Darüber hinaus haben wir Regelungen. National haben wir schon einen Vorgriff gemacht: Seit 2011 haben wir das Gesetz. Jetzt schaffen wir es als eine Rechtsverpflichtung für alle europäischen Länder, dass die Banken selber Fonds aufbauen müssen, sodass dann, wenn eine Bank in Notlage ist, wenn die Bail-in-Fähigen, also die Beteiligungen von Eigentümern und bestimmten Anlegern, nicht mehr ausreichen, ein Solidarfonds der Banken die Haftung übernimmt. Für die Europäische Bankenunion machen wir das mit einem gemeinsamen Fonds, der im Wesentlichen durch die systemrelevanten großen Banken bezahlt wird. Deswegen haben wir erreicht, dass die Großzahl der Sparkassen und der Kreditgenossenschaften nur mit einer Pauschalsumme ihren Beitrag zu diesem Fonds leistet und dass dies eben nicht entsprechend den Regeln der Proportionalität wie bei den großen systemrelevanten Banken geschieht. Bis zu einer Bilanzsumme in Höhe von 1 Milliarde Euro müssen sie nur eine Pauschalsumme zahlen. Wir haben auch ein Optionsrecht eingeführt. Wir werden davon Gebrauch machen – darüber ist sich die Bundesregierung einig -, dass man die Grenze bis 3 Milliarden Euro anheben kann.
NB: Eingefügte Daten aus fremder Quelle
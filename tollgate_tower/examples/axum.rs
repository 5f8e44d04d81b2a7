use std::{
    sync::Arc,
    time::{SystemTime, UNIX_EPOCH},
};

use aliri::{jwa, jwk, jwt, Jwk, Jwt};
use aliri_base64::Base64Url;
use axum::{
    routing::{get, post},
    Extension, Json, Router,
};
use serde_json::{json, Value};
use tollgate::{
    AuthorizationServerConfig, BearerAuth, BearerAuthOptions, IdentityContext, RegistryConfig,
    ScopeToken, ServerKind, VerifierRegistry,
};
use tollgate_tower::{BearerAuthorizer, WellKnownLayer};

const ADDR: &str = "127.0.0.1:8080";
const ISSUER: &str = "https://as.example";
const RESOURCE: &str = "http://127.0.0.1:8080/users";
const KEY_ID: &str = "test key";

fn signing_key() -> Jwk {
    let secret = Base64Url::from_raw(b"a very secret key that nobody knows".to_vec());
    Jwk::from(jwa::Hmac::new(secret))
        .with_algorithm(jwa::Algorithm::HS256)
        .with_key_id(jwk::KeyId::new(KEY_ID.to_owned()))
}

/// The authorization server is known up front; its keys are served by this
/// same process at `/jwks`
fn construct_registry() -> Result<VerifierRegistry, tollgate::ConfigError> {
    let metadata = json!({
        "issuer": ISSUER,
        "authorization_endpoint": format!("{ISSUER}/authorize"),
        "token_endpoint": format!("{ISSUER}/token"),
        "jwks_uri": format!("http://{ADDR}/jwks"),
        "response_types_supported": ["code"],
        "code_challenge_methods_supported": ["S256"],
    });

    let config = RegistryConfig::legacy(AuthorizationServerConfig::resolved(
        ServerKind::Oauth,
        metadata,
    ))
    .with_resource(RESOURCE);

    VerifierRegistry::new(config)
}

async fn jwks() -> Json<Value> {
    Json(json!({ "keys": [signing_key()] }))
}

async fn handle_post() -> &'static str {
    "Handled POST /users"
}

async fn handle_get(Extension(identity): Extension<IdentityContext>) -> String {
    format!(
        "Handled GET /users for {} from {}",
        identity.subject.as_deref().unwrap_or("nobody"),
        identity.issuer
    )
}

#[tokio::main]
async fn main() -> Result<(), Box<dyn std::error::Error>> {
    let registry = Arc::new(construct_registry()?);

    let authorizer = BearerAuthorizer::new(BearerAuth::from_shared(Arc::clone(&registry)))
        .with_verbose_error_handler::<axum::body::Body>();

    let require_scope = |scope: &'static str| {
        authorizer.layer(
            BearerAuthOptions::new()
                .require_scope(ScopeToken::from_static(scope))
                .with_resource_metadata_url(
                    "http://127.0.0.1:8080/.well-known/oauth-protected-resource/users",
                ),
        )
    };

    let app = Router::new()
        .route(
            "/users",
            get(handle_get)
                .layer(require_scope("get_user"))
                .merge(post(handle_post).layer(require_scope("post_user"))),
        )
        .route("/jwks", get(jwks))
        .layer(WellKnownLayer::new(registry));

    print_example_token(&signing_key())?;
    println!("Press Ctrl+C to exit");

    let listener = tokio::net::TcpListener::bind(ADDR).await?;
    axum::serve(listener, app).await?;
    Ok(())
}

fn print_example_token(key: &Jwk) -> Result<(), Box<dyn std::error::Error>> {
    let headers =
        jwt::BasicHeaders::with_key_id(jwa::Algorithm::HS256, jwk::KeyId::new(KEY_ID.to_owned()));

    let exp = SystemTime::now().duration_since(UNIX_EPOCH)?.as_secs() + 300;
    let payload = json!({
        "sub": "test",
        "iss": ISSUER,
        "exp": exp,
        "scope": "get_user post_user",
    });

    let jwt = Jwt::try_from_parts_with_signature(&headers, &payload, key)?;

    println!("Use the following JWT to access the service. It is good for the next 5 minutes, so use it fast!");
    println!(
        "The tool at https://jwt.io/ can be used to mess with the claims and see what happens."
    );
    println!("Token: {}", jwt.as_str());
    Ok(())
}
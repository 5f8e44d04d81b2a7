use std::{collections::HashMap, sync::Arc};

use reqwest::Client;
use url::Url;

use crate::{
    AuthorizationServerDescriptor, ConfigError, DiscoveryCache, DiscoveryError, KeySetCache,
    ProtectedResourceConfig, ProtectedResourceDescriptor, RegistryConfig, ResolveError,
    ServerMetadata, TrustPolicy,
};

const DEFAULT_RESOURCE: &str = "(default)";

#[derive(Debug)]
struct Entry {
    policy: TrustPolicy,
    descriptor: ProtectedResourceDescriptor,
}

#[derive(Debug)]
enum Mode {
    /// One policy applies to every request
    Legacy {
        policy: TrustPolicy,
        resource: Option<ProtectedResourceDescriptor>,
    },
    /// Each resource has its own policy
    MultiResource {
        entries: Vec<Entry>,
        by_resource: HashMap<String, usize>,
    },
}

/// Maps protected resources to the trust policies that guard them
///
/// The mode is fixed at construction: either a single policy guards every
/// request, or each configured resource has its own. All policies share
/// one [`DiscoveryCache`]; each policy has its own [`KeySetCache`].
#[derive(Debug)]
pub struct VerifierRegistry {
    mode: Mode,
    discovery: DiscoveryCache,
}

impl VerifierRegistry {
    /// Validates the configuration and builds every trust policy
    ///
    /// Any malformed or duplicate entry fails construction.
    pub fn new(config: RegistryConfig) -> Result<Self, ConfigError> {
        Self::with_client(config, crate::default_client()?)
    }

    /// Like [`new`](Self::new), fetching with the given client
    pub fn with_client(config: RegistryConfig, client: Client) -> Result<Self, ConfigError> {
        let discovery = DiscoveryCache::with_client(client.clone());

        let mode = match (config.authorization_server, config.protected_resources) {
            (Some(_), Some(_)) => return Err(ConfigError::BothModes),
            (None, None) => return Err(ConfigError::NoMode),
            (Some(server), None) => {
                let (servers, resource) = match config.resource {
                    Some(resource) => {
                        let descriptor =
                            ProtectedResourceDescriptor::from_config(&ProtectedResourceConfig {
                                resource,
                                authorization_servers: vec![server],
                                scopes_supported: config.scopes_supported,
                            })?;
                        (descriptor.authorization_servers().to_vec(), Some(descriptor))
                    }
                    None if config.scopes_supported.is_some() => {
                        return Err(ConfigError::ScopesWithoutResource);
                    }
                    None => (
                        vec![AuthorizationServerDescriptor::from_config(
                            DEFAULT_RESOURCE,
                            &server,
                        )?],
                        None,
                    ),
                };

                let policy = TrustPolicy::new(
                    resource.as_ref().map_or(DEFAULT_RESOURCE, |r| r.resource()),
                    servers,
                    discovery.clone(),
                    KeySetCache::with_client(client),
                )?;

                Mode::Legacy { policy, resource }
            }
            (None, Some(resources)) => {
                if resources.is_empty() {
                    return Err(ConfigError::NoMode);
                }

                let mut entries = Vec::with_capacity(resources.len());
                let mut by_resource = HashMap::with_capacity(resources.len());
                let mut by_path = HashMap::<String, String>::with_capacity(resources.len());

                for resource in &resources {
                    let descriptor = ProtectedResourceDescriptor::from_config(resource)?;
                    let key = descriptor.resource_url().to_string();
                    if by_resource.contains_key(&key) {
                        return Err(ConfigError::DuplicateResource {
                            resource: resource.resource.clone(),
                        });
                    }

                    let path = descriptor.metadata_path();
                    if let Some(other) = by_path.get(&path) {
                        return Err(ConfigError::MetadataPathCollision {
                            resource: resource.resource.clone(),
                            other: other.clone(),
                            path,
                        });
                    }

                    let policy = TrustPolicy::new(
                        descriptor.resource(),
                        descriptor.authorization_servers().to_vec(),
                        discovery.clone(),
                        KeySetCache::with_client(client.clone()),
                    )?;

                    by_resource.insert(key, entries.len());
                    by_path.insert(path, descriptor.resource().to_owned());
                    entries.push(Entry { policy, descriptor });
                }

                Mode::MultiResource {
                    entries,
                    by_resource,
                }
            }
        };

        Ok(Self { mode, discovery })
    }

    /// Whether each resource has its own trust policy
    pub fn is_multi_resource(&self) -> bool {
        matches!(self.mode, Mode::MultiResource { .. })
    }

    /// The metadata cache shared by every policy
    pub fn discovery(&self) -> &DiscoveryCache {
        &self.discovery
    }

    /// Selects the trust policy for a request
    ///
    /// With a single policy, the hint is ignored. Otherwise the hint is
    /// required and must name a configured resource.
    pub fn resolve_verifier(&self, resource: Option<&str>) -> Result<&TrustPolicy, ResolveError> {
        match &self.mode {
            Mode::Legacy { policy, .. } => Ok(policy),
            Mode::MultiResource {
                entries,
                by_resource,
            } => {
                let resource = resource
                    .filter(|r| !r.is_empty())
                    .ok_or(ResolveError::ResourceRequired)?;

                Url::parse(resource)
                    .ok()
                    .and_then(|url| by_resource.get(url.as_str()))
                    .map(|&idx| &entries[idx].policy)
                    .ok_or_else(|| ResolveError::ResourceNotConfigured {
                        resource: resource.to_owned(),
                    })
            }
        }
    }

    /// The protected resources with a metadata document to serve
    ///
    /// With a single policy, this is the configured `resource`, if any.
    pub fn protected_resources(&self) -> Vec<&ProtectedResourceDescriptor> {
        match &self.mode {
            Mode::Legacy { resource, .. } => resource.iter().collect(),
            Mode::MultiResource { entries, .. } => entries.iter().map(|e| &e.descriptor).collect(),
        }
    }

    /// The metadata of the single trusted authorization server
    ///
    /// Returns `None` when each resource has its own policy.
    pub async fn authorization_server_metadata(
        &self,
    ) -> Result<Option<Arc<ServerMetadata>>, DiscoveryError> {
        match &self.mode {
            Mode::Legacy { policy, .. } => match policy.authorization_servers().first() {
                Some(server) => self.discovery.resolve(server).await.map(Some),
                None => Ok(None),
            },
            Mode::MultiResource { .. } => Ok(None),
        }
    }
}
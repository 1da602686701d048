//! Knowledge graph visualization component.
//!
//! Renders an interactive node-link diagram of agents, capabilities, task
//! types, queries and routing decisions on an HTML canvas with:
//! - Force-directed layout that settles within a bounded number of frames
//! - Static circular and layered (hierarchical) layouts
//! - Hover highlighting and node dragging with pinning
//! - Selection and routing-path color overrides
//!
//! The engine ([`GraphEngine`]) is independent of the browser; the canvas and
//! `requestAnimationFrame` wiring live in [`KnowledgeGraphCanvas`].
//!
//! # Example
//!
//! ```ignore
//! use kg_graph::{GraphData, GraphEdge, GraphNode, KnowledgeGraphCanvas, NodeKind};
//!
//! let data = GraphData {
//!     nodes: vec![
//!         GraphNode::new("a", "Router", NodeKind::Agent),
//!         GraphNode::new("b", "search", NodeKind::Capability),
//!     ],
//!     edges: vec![GraphEdge::new("a", "b", "HAS_CAPABILITY")],
//! };
//!
//! view! { <KnowledgeGraphCanvas data=Signal::derive(move || Some(data.clone())) /> }
//! ```

mod component;
mod engine;
mod error;
mod force;
mod interaction;
pub mod layout;
mod positions;
mod render;
mod simulation;
pub mod theme;
mod types;

pub use component::KnowledgeGraphCanvas;
pub use engine::{EngineUpdate, GraphEngine, GraphStatus, PointerResponse};
pub use error::GraphError;
pub use force::ForceParams;
pub use interaction::Cursor;
pub use layout::{LayoutKind, Viewport};
pub use positions::{PositionRecord, PositionSnapshot, PositionStore};
pub use render::{Scene, Surface, TextBox, render, truncate_label};
pub use simulation::{FrameAction, FrameToken};
pub use theme::RenderStyle;
pub use types::{GraphData, GraphEdge, GraphNode, NodeKind};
Das heißt: Wir haben die Interessen der Kleinbanken geschützt.

Jetzt kommt der Punkt: Nach dem Bail-in haftet der Fonds. Nun bleibt die Frage: Was ist, wenn der Fonds das Geld noch gar nicht hat? Mit Ihrer These, nach der wir die intergovernmentale Abgabe und all die schönen Dinge nicht machen sollten, hätten Sie vom ersten Tag an, weil es den Fonds noch gar nicht gibt, die Haftung der Staaten vergemeinschaftet und vom Tage des Inkrafttretens an bei jeder anderen Regelung die Situation gehabt, dass der deutsche Steuerzahler am Ende für die Banken aller anderen europäischen Länder die Risiken getragen hätte. Deswegen haben wir darauf bestanden, dass die Haftung erst im Rahmen des Bankenfonds vergemeinschaftet wird, wenn die Beiträge eingezahlt sind, und nicht schon zuvor. Solange in den Fonds nicht einbezahlt ist, hat der Fonds keine schützende Wirkung. Das ist immer so im Leben. Erst müssen die Mittel in den Fonds einbezahlt werden; denn sonst bleibt das Problem: Wer haftet?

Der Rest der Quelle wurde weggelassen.